→ **Instructions to follow**: Copy the complete listing exactly as shown.

=====

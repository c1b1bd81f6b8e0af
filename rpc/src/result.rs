//!
//! [`Result`] alias encapsulating [`super::error::Error`]
//!

pub type Result<T> = std::result::Result<T, super::error::Error>;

=====

→ **Answer to this task**:
repository c1b1bd81f6b8e0af
filename rpc/src/result.rs
//!
//! [`Result`] alias encapsulating [`super::error::Error`]
//!

pub type Result<T> = std::result::Result<T, super::error::Error>;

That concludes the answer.